O LMD permite a análise das vias de sinalização molecular que regulam a heterogeneidade e a invasão do glioma. Esta análise poderia revelar novos potenciais alvos para diagnóstico, prognóstico e desenvolvimento translacional futuro em modelos de glioma pré-clínicos.

Todos os autores deste artigo não declaram conflitos potenciais de interesse.

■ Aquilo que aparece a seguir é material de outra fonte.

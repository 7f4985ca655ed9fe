//! cli
//!
//! Command-line interface layer for Javelin.
//!
//! # Responsibilities
//!
//! - Parse command-line arguments and global flags
//! - Install logging
//! - Delegate to command handlers
//! - Map failures to process exit codes (see [`exit`])
//!
//! # Architecture
//!
//! The CLI layer is thin. It parses arguments via clap and dispatches to
//! handlers that drive the [`crate::engine`]. Handlers never spawn tools
//! directly.

pub mod args;
pub mod commands;
pub mod exit;

pub use args::{Cli, Shell};
pub use exit::CliError;

use std::process::ExitCode;

use clap::Parser;
use tracing_subscriber::{fmt, prelude::*, EnvFilter};

use crate::core::config::Config;
use crate::engine;
use crate::toolchain::SystemRunner;
use crate::ui::output::{self, Verbosity};

/// Environment variable overriding the log filter.
pub const LOG_ENV: &str = "JAVELIN_LOG";

/// Run the CLI application.
///
/// This is the main entry point called from `main.rs`.
pub fn run() -> ExitCode {
    let (args, verb) = args::normalize(std::env::args_os());
    let cli = match Cli::try_parse_from(args) {
        Ok(cli) => cli,
        Err(err) => {
            let code = exit::clap_exit_code(&err, verb);
            // clap picks stdout for help and stderr for errors
            let _ = err.print();
            return ExitCode::from(code);
        }
    };

    let ctx = engine::Context {
        cwd: cli.cwd.clone(),
        debug: cli.debug,
        quiet: cli.quiet,
    };
    init_tracing(ctx.verbosity());

    let result = Config::load()
        .map_err(anyhow::Error::from)
        .and_then(|config| commands::dispatch(cli.command, &ctx, &config, &SystemRunner));

    match result {
        Ok(()) => ExitCode::SUCCESS,
        Err(err) => {
            output::error(format!("{:#}", err));
            ExitCode::from(exit::exit_code(&err))
        }
    }
}

fn init_tracing(verbosity: Verbosity) {
    let filter = EnvFilter::try_from_env(LOG_ENV)
        .unwrap_or_else(|_| EnvFilter::new(verbosity.log_filter()));

    let _ = tracing_subscriber::registry()
        .with(
            fmt::layer()
                .with_target(false)
                .with_writer(std::io::stderr),
        )
        .with(filter)
        .try_init();
}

O trabalho foi apoiado pelos Institutos Nacionais de Saúde, (NIH/NINDS) Subsídios: R37-NS094804, R01-NS105556, R21-NS107894 a M.G.C.; (NIH/NINDS) Subsídios R01-NS076991, R01-NS096756, R01-NS082311 a P.R.L.; (NIH/NIBI): R01-EB022563; (NIH/NCI) U01CA224160; o Departamento de Neurocirurgia, O Centro de Câncer rogel na Universidade de Michigan, ChadTough Foundation, e Leah's Happy Hearts Foundation para M.G.C. e P.R.L. RNA Biomedicine Grant F046166 para M.G.C. National Institutes of Health, UL1 TR002240 for Michigan Institute for Clinical and Health Research (MICHR), Postdoctoral Translational Scholars Program (PTSP) grant, Projeto F049768 para A.C. University of Michigan Forbes Cancer Research Institute, um Prêmio Médico-Cientista de Pesquisa para Prevenir a Cegueira, Inc. (RPB), subvenção R01 EY022633 do NEI do NIH (AK), e uma subvenção irrestrita da RPB para o Departamento de Oftalmologia e Ciências Visuais. Esta pesquisa utilizou o Vision Research Core (P30 EY007003) e o Cancer Center Research Core (P30 CA046592). AK é apoiada pelo Prêmio Acadêmico Emergente Mrs. William Davidson do A. Alfred Taubman Medical Research Institute.